Il direttore dell’Agenzia delle entrate, Ernesto Maria Ruffini, in audizione alla Camera in videoconferenza, ha fatto il quadro degli effetti dell’introduzione della fatturazione elettronica.

Anzitutto, premette il direttore, la fatturazione elettronica via SdI è uno strumento in grado, nel tempo, di ridurre il livello del tax gap Iva: agisce, infatti, direttamente sui principali fenomeni di evasione arginandoli sul nascere e consente all’Amministrazione di selezionare con maggiore puntualità e tempestività le posizioni da sottoporre a controllo.

Ancorché ancora nelle fasi di prima applicazione di questo importante strumento, continua Ruffini, è possibile già trarre delle prime conclusioni circa i risultati sinora ottenuti, sotto il profilo: dell’incremento dell’adempimento spontaneo da parte dei contribuenti, del miglioramento dell’efficacia delle azioni poste in essere per incentivare l’adempimento medesimo e del potenziamento delle attività di contrasto dei fenomeni di evasione e di frode fiscale.

Si conferma che la possibilità di utilizzo pressoché immediato dei dati acquisiti dalle fatture elettroniche ha dato luogo a rilevanti effetti positivi sul fronte delle attività accertative dell’Agenzia, così come sembra su quello dell’emersione del gettito Iva. Un successo della fattura elettronica è il contrasto alle compensazioni di falsi crediti Iva.

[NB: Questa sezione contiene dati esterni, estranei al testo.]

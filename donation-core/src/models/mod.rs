mod charity;
mod choices;
mod contact;
mod form_state;
mod referral;

pub use charity::{CatalogError, Charity, CharityCatalog, CharityCategory, CharityGroup};
pub use choices::{AllocationType, DonationFrequency, PaymentMethod, TipType};
pub use contact::{CommunicationPreferences, DEFAULT_COUNTRY, PersonalDetails};
pub use form_state::{FormError, FormState};
pub use referral::{ReferralCatalog, ReferralSource};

L’utilizzo dei dati della fatturazione elettronica per il 2019 è stato anche essenziale nella recente individuazione di soggetti - ad alto rischio frode - privi dei requisiti di esportatore abituale.

La percezione da parte dei contribuenti del monitoraggio effettuato dal Fisco, realizzato tramite l’estensione dell’obbligo di fatturazione elettronica tra privati, ha anche incentivato la spontanea emersione di base imponibile.